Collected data
%%
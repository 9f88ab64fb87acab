//! Read-only game view consumed by the victory conditions.
//!
//! ## GameView
//!
//! The seam between the outcome engine and the hosting session. The session
//! exposes its roster, the concession request, the timer flag and per-player
//! force statistics; the engine never reaches further into the game.
//!
//! ## GameSnapshot
//!
//! A ready-made `GameView` backed by `im` persistent structures, so a
//! session can keep one up to date and hand out O(1) clones per evaluation.

use im::{HashMap as ImHashMap, Vector};
use serde::{Deserialize, Serialize};

use super::player::{Player, PlayerId, TeamId};

/// Ordered player roster.
pub type Roster = Vector<Player>;

/// Force statistics for a single player, maintained by the simulation.
#[derive(Clone, Copy, Debug, Default, PartialEq, Eq, Serialize, Deserialize)]
pub struct ForceStats {
    /// Battle value at deployment.
    pub initial_bv: u32,

    /// Battle value still on the board.
    pub current_bv: u32,

    /// Enemy units destroyed by this player.
    pub kills: u32,

    /// Commanders still alive.
    pub live_commanders: u32,

    /// Deployed units still alive.
    pub live_units: u32,
}

impl ForceStats {
    /// Stats for a fresh force where everything is still alive.
    pub fn deployed(bv: u32, units: u32) -> Self {
        Self {
            initial_bv: bv,
            current_bv: bv,
            kills: 0,
            live_commanders: 0,
            live_units: units,
        }
    }

    /// Set commander count (builder pattern).
    #[must_use]
    pub fn with_commanders(mut self, commanders: u32) -> Self {
        self.live_commanders = commanders;
        self
    }

    /// Set kill count (builder pattern).
    #[must_use]
    pub fn with_kills(mut self, kills: u32) -> Self {
        self.kills = kills;
        self
    }

    /// Set remaining battle value (builder pattern).
    #[must_use]
    pub fn with_current_bv(mut self, bv: u32) -> Self {
        self.current_bv = bv;
        self
    }

    /// Set remaining unit count (builder pattern).
    #[must_use]
    pub fn with_live_units(mut self, units: u32) -> Self {
        self.live_units = units;
        self
    }
}

/// Designated victor of a player-agreed concession.
///
/// Either side may be absent; an absent side is simply not checked.
#[derive(Clone, Copy, Debug, Default, PartialEq, Eq, Serialize, Deserialize)]
pub struct ForcedVictory {
    pub player: Option<PlayerId>,
    pub team: Option<TeamId>,
}

/// Read-only view of a running game.
pub trait GameView {
    /// All players, observers included, in seating order.
    fn roster(&self) -> &Roster;

    /// The requested forced victory, or `None` if nobody asked for one.
    fn forced_victory(&self) -> Option<ForcedVictory>;

    /// Has the configured timer or turn limit run out?
    fn timer_expired(&self) -> bool;

    /// Force statistics for a player. Unknown players have an empty force.
    fn force_stats(&self, player: PlayerId) -> ForceStats;
}

/// Snapshot of a game session.
#[derive(Clone, Debug, Default)]
pub struct GameSnapshot {
    roster: Roster,
    stats: ImHashMap<PlayerId, ForceStats>,
    forced_victory: Option<ForcedVictory>,
    timer_expired: bool,
}

impl GameSnapshot {
    /// Create an empty snapshot.
    #[must_use]
    pub fn new() -> Self {
        Self::default()
    }

    /// Add a player (builder pattern).
    #[must_use]
    pub fn with_player(mut self, player: Player) -> Self {
        self.add_player(player);
        self
    }

    /// Add a player with force statistics (builder pattern).
    #[must_use]
    pub fn with_force(mut self, player: Player, stats: ForceStats) -> Self {
        self.stats.insert(player.id(), stats);
        self.add_player(player);
        self
    }

    /// Add a player, replacing any earlier entry with the same ID.
    pub fn add_player(&mut self, player: Player) {
        match self.roster.iter().position(|p| p.id() == player.id()) {
            Some(index) => {
                self.roster.set(index, player);
            }
            None => self.roster.push_back(player),
        }
    }

    /// Remove a player and their force statistics.
    pub fn remove_player(&mut self, id: PlayerId) -> Option<Player> {
        self.stats.remove(&id);
        let index = self.roster.iter().position(|p| p.id() == id)?;
        Some(self.roster.remove(index))
    }

    /// Look up a player by ID.
    #[must_use]
    pub fn player(&self, id: PlayerId) -> Option<&Player> {
        self.roster.iter().find(|p| p.id() == id)
    }

    /// Mutable lookup by ID.
    pub fn player_mut(&mut self, id: PlayerId) -> Option<&mut Player> {
        self.roster.iter_mut().find(|p| p.id() == id)
    }

    /// Look up a player by name.
    #[must_use]
    pub fn player_by_name(&self, name: &str) -> Option<&Player> {
        self.roster.iter().find(|p| p.name() == name)
    }

    /// Mutable access to the live roster (rating write-back).
    pub fn roster_mut(&mut self) -> &mut Roster {
        &mut self.roster
    }

    /// Replace a player's force statistics.
    pub fn set_force_stats(&mut self, id: PlayerId, stats: ForceStats) {
        self.stats.insert(id, stats);
    }

    /// Request (or withdraw) a forced victory.
    pub fn set_forced_victory(&mut self, forced: Option<ForcedVictory>) {
        self.forced_victory = forced;
    }

    pub fn set_timer_expired(&mut self, expired: bool) {
        self.timer_expired = expired;
    }
}

impl GameView for GameSnapshot {
    fn roster(&self) -> &Roster {
        &self.roster
    }

    fn forced_victory(&self) -> Option<ForcedVictory> {
        self.forced_victory
    }

    fn timer_expired(&self) -> bool {
        self.timer_expired
    }

    fn force_stats(&self, player: PlayerId) -> ForceStats {
        self.stats.get(&player).copied().unwrap_or_default()
    }
}

#[cfg(test)]
mod tests {
    use super::*;

    #[test]
    fn test_snapshot_players() {
        let snapshot = GameSnapshot::new()
            .with_player(Player::new(PlayerId::new(1), "A"))
            .with_force(
                Player::new(PlayerId::new(2), "B"),
                ForceStats::deployed(1000, 4).with_kills(2),
            );

        assert_eq!(snapshot.roster().len(), 2);
        assert_eq!(snapshot.player_by_name("B").map(Player::id), Some(PlayerId::new(2)));
        assert_eq!(snapshot.force_stats(PlayerId::new(2)).kills, 2);
        assert_eq!(snapshot.force_stats(PlayerId::new(1)), ForceStats::default());
        assert_eq!(snapshot.force_stats(PlayerId::new(99)), ForceStats::default());
    }

    #[test]
    fn test_add_player_replaces() {
        let mut snapshot = GameSnapshot::new().with_player(Player::new(PlayerId::new(1), "A"));
        snapshot.add_player(Player::new(PlayerId::new(1), "A").admitting_defeat());

        assert_eq!(snapshot.roster().len(), 1);
        assert!(snapshot.player(PlayerId::new(1)).unwrap().admits_defeat());
    }

    #[test]
    fn test_remove_player() {
        let mut snapshot = GameSnapshot::new()
            .with_force(Player::new(PlayerId::new(1), "A"), ForceStats::deployed(500, 2))
            .with_player(Player::new(PlayerId::new(2), "B"));

        let removed = snapshot.remove_player(PlayerId::new(1));
        assert_eq!(removed.map(|p| p.id()), Some(PlayerId::new(1)));
        assert_eq!(snapshot.roster().len(), 1);
        assert_eq!(snapshot.force_stats(PlayerId::new(1)), ForceStats::default());
        assert!(snapshot.remove_player(PlayerId::new(1)).is_none());
    }

    #[test]
    fn test_snapshot_clone_is_independent() {
        let mut live = GameSnapshot::new().with_player(Player::new(PlayerId::new(1), "A"));
        let frozen = live.clone();

        live.player_mut(PlayerId::new(1)).unwrap().set_admits_defeat(true);
        live.set_timer_expired(true);

        assert!(!frozen.player(PlayerId::new(1)).unwrap().admits_defeat());
        assert!(!frozen.timer_expired());
        assert!(live.timer_expired());
    }
}
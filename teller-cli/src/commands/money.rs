//! Deposit, withdraw and balance commands

use anyhow::Result;
use colored::Colorize;
use teller_core::{Error, OperationResult, Transaction, TransactionKind};

use super::{get_context, use_account};
use crate::output;

pub fn run_deposit(amount: i64, account: Option<String>, json: bool) -> Result<()> {
    run_mutation(TransactionKind::Deposit, amount, account, json)
}

pub fn run_withdraw(amount: i64, account: Option<String>, json: bool) -> Result<()> {
    run_mutation(TransactionKind::Withdrawal, amount, account, json)
}

fn run_mutation(kind: TransactionKind, amount: i64, account: Option<String>, json: bool) -> Result<()> {
    let ctx = get_context()?;
    let account = use_account(&ctx, account.as_deref())?;

    let result = match kind {
        TransactionKind::Deposit => ctx.ledger.deposit(amount),
        TransactionKind::Withdrawal => ctx.ledger.withdraw(amount),
    };

    if json {
        let response: OperationResult<Transaction> = result.into();
        println!("{}", serde_json::to_string_pretty(&response)?);
        if !response.success {
            std::process::exit(1);
        }
        return Ok(());
    }

    match result {
        Ok(transaction) => {
            let verb = match kind {
                TransactionKind::Deposit => "Deposited",
                TransactionKind::Withdrawal => "Withdrew",
            };
            output::success(&format!(
                "{} {} {} account {}",
                verb,
                output::format_amount(transaction.amount),
                if kind == TransactionKind::Deposit { "into" } else { "from" },
                account.account_number
            ));
            println!("  New balance: {}", output::format_amount(transaction.balance_after).bold());
            Ok(())
        }
        Err(Error::UnloggedMutation { balance, reason, .. }) => {
            output::warning(&format!(
                "The balance is now {}, but the transaction could not be recorded: {}",
                output::format_amount(balance),
                reason
            ));
            output::warning("It will be missing from 'teller history'.");
            std::process::exit(1);
        }
        Err(e) => Err(e.into()),
    }
}

pub fn run_balance(account: Option<String>, json: bool) -> Result<()> {
    let ctx = get_context()?;
    let account = use_account(&ctx, account.as_deref())?;
    let balance = ctx.ledger.get_balance();

    if json {
        println!(
            "{}",
            serde_json::to_string_pretty(&serde_json::json!({
                "account_id": account.id,
                "account_number": account.account_number,
                "kind": account.kind,
                "balance": balance,
                "minimum_balance": account.kind.minimum_balance(),
            }))?
        );
        return Ok(());
    }

    println!(
        "{} account {}",
        account.kind.to_string().bold(),
        account.account_number
    );
    println!("  Balance:   {}", output::format_amount(balance).bold());
    println!(
        "  Available: {}",
        output::format_amount(balance - account.kind.minimum_balance())
    );
    Ok(())
}
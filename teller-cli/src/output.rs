//! Output formatting utilities

use chrono::{DateTime, Local, Utc};
use colored::Colorize;
use comfy_table::{presets::UTF8_FULL_CONDENSED, Table, ContentArrangement};

/// Print a success message
pub fn success(msg: &str) {
    println!("{}", msg.green());
}

/// Print an error message
pub fn error(msg: &str) {
    eprintln!("{}", msg.red());
}

/// Print a warning message
pub fn warning(msg: &str) {
    println!("{}", msg.yellow());
}

/// Print an info message
pub fn info(msg: &str) {
    println!("{}", msg.cyan());
}

/// Create a styled table
pub fn create_table() -> Table {
    let mut table = Table::new();
    table.load_preset(UTF8_FULL_CONDENSED);
    table.set_content_arrangement(ContentArrangement::Dynamic);
    table
}

/// Format an amount with thousands separators
pub fn format_amount(amount: i64) -> String {
    let digits = amount.unsigned_abs().to_string();
    let mut grouped = String::with_capacity(digits.len() + digits.len() / 3);
    for (i, c) in digits.chars().enumerate() {
        if i > 0 && (digits.len() - i) % 3 == 0 {
            grouped.push(',');
        }
        grouped.push(c);
    }
    if amount < 0 {
        format!("-{}", grouped)
    } else {
        grouped
    }
}

/// Format a signed amount with an explicit sign
pub fn format_signed(amount: i64) -> String {
    if amount >= 0 {
        format!("+{}", format_amount(amount))
    } else {
        format_amount(amount)
    }
}

/// Format a timestamp in local time
pub fn format_datetime(at: &DateTime<Utc>) -> String {
    at.with_timezone(&Local).format("%Y-%m-%d %H:%M:%S").to_string()
}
%%
Please tally the lines of the entries that hold "engine" and give only the resulting number.

Completed task:
2